__Task to carry out__: Note each line in the data below that holds "PathBuf", and copy it.

__Available data__:
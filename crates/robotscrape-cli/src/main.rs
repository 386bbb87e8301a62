//! robotscrape CLI - command line interface for robotscrape

use anyhow::Result;
use clap::{Parser, Subcommand};
use robotscrape_core::{resolve_config, RobotScrape};
use std::path::PathBuf;
use std::time::Duration;
use tracing_subscriber::{layer::SubscriberExt, util::SubscriberInitExt};

const DEFAULT_WORKER_POLL_MS: u64 = 1000;
const DEFAULT_SCHEDULER_TICK_SECS: u64 = 30;
const DEFAULT_SCHEDULER_BATCH_SIZE: i64 = 50;
const DEFAULT_SCHEDULE_CREDIT_COST: i64 = 1;
const DEFAULT_JANITOR_INTERVAL_SECS: u64 = 3600;
const DEFAULT_LOG_RETENTION_DAYS: i64 = 30;

#[derive(Parser)]
#[command(name = "robotscrape")]
#[command(about = "AI-assisted web-extraction service")]
#[command(version)]
struct Cli {
    /// Path to config file
    #[arg(short, long, global = true)]
    config: Option<PathBuf>,

    #[command(subcommand)]
    command: Commands,
}

#[derive(Subcommand)]
enum Commands {
    /// Run the HTTP API server
    Serve,

    /// Run the queue-consuming worker loop
    Worker {
        /// Milliseconds to sleep between polls when a batch comes back empty
        #[arg(long, default_value_t = DEFAULT_WORKER_POLL_MS)]
        poll_interval_ms: u64,
    },

    /// Run the cron scheduler loop, dispatching due schedules as jobs
    Scheduler {
        /// Seconds between scheduler ticks
        #[arg(long, default_value_t = DEFAULT_SCHEDULER_TICK_SECS)]
        tick_interval_secs: u64,

        /// Maximum due schedules dispatched per tick
        #[arg(long, default_value_t = DEFAULT_SCHEDULER_BATCH_SIZE)]
        batch_size: i64,

        /// Credits consumed per scheduled job
        #[arg(long, default_value_t = DEFAULT_SCHEDULE_CREDIT_COST)]
        credit_cost: i64,

        /// Also run retention cleanup on this interval (0 disables it)
        #[arg(long, default_value_t = DEFAULT_JANITOR_INTERVAL_SECS)]
        janitor_interval_secs: u64,

        /// Days of scrape/event logs and expired entries to retain
        #[arg(long, default_value_t = DEFAULT_LOG_RETENTION_DAYS)]
        log_retention_days: i64,
    },

    /// Apply pending store migrations and exit
    Migrate,
}

#[tokio::main]
async fn main() -> Result<()> {
    tracing_subscriber::registry()
        .with(tracing_subscriber::fmt::layer())
        .with(
            tracing_subscriber::EnvFilter::try_from_default_env()
                .unwrap_or_else(|_| "info,tower_http=debug".into()),
        )
        .init();

    let cli = Cli::parse();

    match cli.command {
        Commands::Serve => cmd_serve(cli.config.as_deref()).await,
        Commands::Worker { poll_interval_ms } => cmd_worker(cli.config.as_deref(), poll_interval_ms).await,
        Commands::Scheduler {
            tick_interval_secs,
            batch_size,
            credit_cost,
            janitor_interval_secs,
            log_retention_days,
        } => {
            cmd_scheduler(
                cli.config.as_deref(),
                tick_interval_secs,
                batch_size,
                credit_cost,
                janitor_interval_secs,
                log_retention_days,
            )
            .await
        }
        Commands::Migrate => cmd_migrate(cli.config.as_deref()).await,
    }
}

async fn cmd_serve(config_path: Option<&std::path::Path>) -> Result<()> {
    let config = resolve_config(config_path)?;
    let robot = RobotScrape::from_config(config).await?;
    robotscrape_api::serve(robot).await?;
    Ok(())
}

/// Poll the queue forever, sleeping between empty batches so an idle worker
/// doesn't spin. A batch that processed anything is followed immediately by
/// another dequeue attempt, since more work likely queued behind it.
async fn cmd_worker(config_path: Option<&std::path::Path>, poll_interval_ms: u64) -> Result<()> {
    let config = resolve_config(config_path)?;
    let robot = RobotScrape::from_config(config).await?;
    let worker = robot.worker();

    tracing::info!("worker started, polling every {poll_interval_ms}ms when idle");
    loop {
        match worker.run_once().await {
            Ok(0) => tokio::time::sleep(Duration::from_millis(poll_interval_ms)).await,
            Ok(n) => tracing::debug!(processed = n, "worker batch processed"),
            Err(e) => {
                tracing::error!(error = %e, "worker batch failed");
                tokio::time::sleep(Duration::from_millis(poll_interval_ms)).await;
            }
        }
    }
}

/// Tick the cron scheduler on a fixed interval, dispatching due schedules as
/// jobs, and optionally run retention cleanup on its own slower interval.
async fn cmd_scheduler(
    config_path: Option<&std::path::Path>,
    tick_interval_secs: u64,
    batch_size: i64,
    credit_cost: i64,
    janitor_interval_secs: u64,
    log_retention_days: i64,
) -> Result<()> {
    let config = resolve_config(config_path)?;
    let robot = RobotScrape::from_config(config).await?;
    let janitor = robot.janitor(log_retention_days);

    tracing::info!("scheduler started, ticking every {tick_interval_secs}s");
    let mut tick_interval = tokio::time::interval(Duration::from_secs(tick_interval_secs));
    let mut janitor_interval = tokio::time::interval(Duration::from_secs(janitor_interval_secs.max(1)));
    // The first tick of an interval fires immediately; skip it for the
    // janitor so retention cleanup doesn't race schedule creation at boot.
    janitor_interval.tick().await;

    loop {
        tokio::select! {
            _ = tick_interval.tick() => {
                match robotscrape_core::schedule::tick(robot.store(), robot.queue().as_ref(), batch_size, credit_cost).await {
                    Ok(0) => {}
                    Ok(n) => tracing::info!(dispatched = n, "scheduler tick dispatched jobs"),
                    Err(e) => tracing::error!(error = %e, "scheduler tick failed"),
                }
            }
            _ = janitor_interval.tick(), if janitor_interval_secs > 0 => {
                match janitor.run_once().await {
                    Ok(report) => tracing::info!(?report, "retention cleanup complete"),
                    Err(e) => tracing::error!(error = %e, "retention cleanup failed"),
                }
            }
        }
    }
}

async fn cmd_migrate(config_path: Option<&std::path::Path>) -> Result<()> {
    let config = resolve_config(config_path)?;
    // Migrations run as part of connecting; constructing the facade is enough.
    RobotScrape::from_config(config).await?;
    println!("migrations applied");
    Ok(())
}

__Reply to the task__:
use std::path::PathBuf;
    config: Option<PathBuf>,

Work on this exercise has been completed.